I have to get the user's plain password for LDAP authentification and then retrieve LDAP user informations in the Active Directory with Symfony2.

/**
 * @Route("/infos-profil/{id}", name="infos_profil")
 * @Template()
 */
public function infosProfilAction($id)
{
    $em = $this->getDoctrine()->getManager();
    $user = $em->getRepository('MyUserBundle:LdapUser')->find($id); // Find User Entity
    if (!$user) {
        throw $this->createNotFoundException('Unable to find LdapUser entity.');
    }
    $login = $user->getUsername(); // Login
    $pass = $user->getPlainPassword(); // Password
    $ds = ldap_connect("12.34.56.789");  // Domain connexion
    if ($ds) {
        $r = ldap_bind($ds, $login, $pass); // LDAP User connexion
        if ($r) {
            $filter = "(&(objectClass=user)(samaccountname=".$login.")(cn=*))";
            $sr=ldap_search($ds, "ou=DOMAIN, ou=Test, ou=Users, dc=ats, dc=lan", $filter);
            $info = ldap_get_entries($ds, $sr); // Retrieve user's Active Direcory informations
        }
    }
    return array(
        'user' => $user,
        'info' => $info,
}

But it doesn't work, $pass is empty.

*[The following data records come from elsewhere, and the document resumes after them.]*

use std::{
    path::{Path, PathBuf},
    process::{Command, Output},
};

use docqa::ConfigDb;

fn docqa_bin() -> Result<PathBuf, Box<dyn std::error::Error>> {
    if let Ok(bin) = std::env::var("CARGO_BIN_EXE_docqa") {
        return Ok(PathBuf::from(bin));
    }

    let mut path = std::env::current_exe()?;
    path.pop();
    if path.ends_with("deps") {
        path.pop();
    }
    path.push("docqa");

    if cfg!(windows) {
        path.set_extension("exe");
    }

    Ok(path)
}

fn run(
    data_dir: &Path,
    args: &[&str],
) -> Result<Output, Box<dyn std::error::Error>> {
    let output = Command::new(docqa_bin()?)
        .arg("--data-dir")
        .arg(data_dir)
        .args(args)
        .env_remove("DOCQA_DATA_DIR")
        .env_remove("DOCQA_LANGUAGE")
        .env_remove("DOCQA_BACKEND")
        .env_remove("DOCQA_LLM_MODEL")
        .env_remove("DOCQA_EMBEDDING_MODEL")
        .env_remove("DOCQA_RERANKER_MODEL")
        .env_remove("DOCQA_LLM_BASE_URL")
        .env("DOCQA_LOG", "off")
        .output()?;
    Ok(output)
}

fn stdout(output: &Output) -> String {
    String::from_utf8_lossy(&output.stdout).into_owned()
}

#[test]
fn config_set_show_unset() -> Result<(), Box<dyn std::error::Error>> {
    let tempdir = tempfile::tempdir()?;

    let set = run(tempdir.path(), &["config", "set", "language", "English"])?;
    assert!(set.status.success());

    let show = run(tempdir.path(), &["config", "show", "--json"])?;
    assert!(show.status.success());
    let settings: serde_json::Value = serde_json::from_slice(&show.stdout)?;
    assert_eq!(settings["language"], "English");
    assert_eq!(settings["retrieve_k"], "25");
    assert_eq!(settings["rerank_top_n"], "3");

    let unset = run(tempdir.path(), &["config", "unset", "language"])?;
    assert!(unset.status.success());

    let show = run(tempdir.path(), &["config", "show"])?;
    assert!(stdout(&show).contains("language\tFrench"));

    let again = run(tempdir.path(), &["config", "unset", "language"])?;
    assert!(!again.status.success());
    Ok(())
}

#[test]
fn config_rejects_bad_values() -> Result<(), Box<dyn std::error::Error>> {
    let tempdir = tempfile::tempdir()?;

    let unknown = run(tempdir.path(), &["config", "set", "colour", "blue"])?;
    assert!(!unknown.status.success());

    let bad = run(tempdir.path(), &["config", "set", "chunk_size", "huge"])?;
    assert!(!bad.status.success());

    let db = ConfigDb::open(&tempdir.path().join("config.redb"))?;
    assert!(db.list_settings()?.is_empty());
    Ok(())
}

#[test]
fn config_set_checks_against_stored_settings()
-> Result<(), Box<dyn std::error::Error>> {
    let tempdir = tempfile::tempdir()?;

    // Valid only together with the stored chunk size.
    let size = run(tempdir.path(), &["config", "set", "chunk_size", "2000"])?;
    assert!(size.status.success());
    let overlap =
        run(tempdir.path(), &["config", "set", "chunk_overlap", "1500"])?;
    assert!(overlap.status.success());

    // Would leave the overlap larger than the chunk size.
    let shrink = run(tempdir.path(), &["config", "set", "chunk_size", "100"])?;
    assert!(!shrink.status.success());
    let unset = run(tempdir.path(), &["config", "unset", "chunk_size"])?;
    assert!(!unset.status.success());

    let show = run(tempdir.path(), &["config", "show", "--json"])?;
    assert!(show.status.success());
    let settings: serde_json::Value = serde_json::from_slice(&show.stdout)?;
    assert_eq!(settings["chunk_size"], "2000");
    assert_eq!(settings["chunk_overlap"], "1500");

    let status = run(tempdir.path(), &["status"])?;
    assert!(status.status.success());
    Ok(())
}

#[test]
fn flags_override_persisted_settings() -> Result<(), Box<dyn std::error::Error>>
{
    let tempdir = tempfile::tempdir()?;
    run(tempdir.path(), &["config", "set", "language", "English"])?;

    let show = run(
        tempdir.path(),
        &["--language", "German", "config", "show", "--json"],
    )?;
    let settings: serde_json::Value = serde_json::from_slice(&show.stdout)?;
    assert_eq!(settings["language"], "German");
    Ok(())
}

#[test]
fn status_reports_data_dir_and_models() -> Result<(), Box<dyn std::error::Error>>
{
    let tempdir = tempfile::tempdir()?;

    let output = run(tempdir.path(), &["status", "--json"])?;
    assert!(output.status.success());

    let status: serde_json::Value = serde_json::from_slice(&output.stdout)?;
    assert_eq!(
        status["data_dir"].as_str(),
        Some(tempdir.path().to_string_lossy().as_ref())
    );
    assert_eq!(status["data_dir_source"], "--data-dir");
    assert_eq!(
        status["embedding_model"],
        "sentence-transformers/all-MiniLM-L6-v2"
    );
    assert_eq!(status["reranker_model"], "BAAI/bge-reranker-large");
    assert_eq!(status["cached_embeddings"], 0);
    Ok(())
}

#[test]
fn ask_on_missing_directory_fails() -> Result<(), Box<dyn std::error::Error>> {
    let tempdir = tempfile::tempdir()?;
    let missing = tempdir.path().join("nope");

    let output = run(
        tempdir.path(),
        &["ask", "anything?", "--docs", missing.to_str().unwrap()],
    )?;
    assert!(!output.status.success());
    Ok(())
}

When I put the plain password manually in the ldap_bind() function it works perfectly, I just have to get the plain password ! ...

Is it possible ?

Answer 1

It isn't possible to retrieve plain password from database for obvious security reasons.

For your problem, you should create a custom Authentication Provider, following this tutorial : https://symfony.com/doc/4.4/security/custom_authentication_provider.html

This way, your provider will get the plain password from the login form and you will be able to send it to your LDAP server.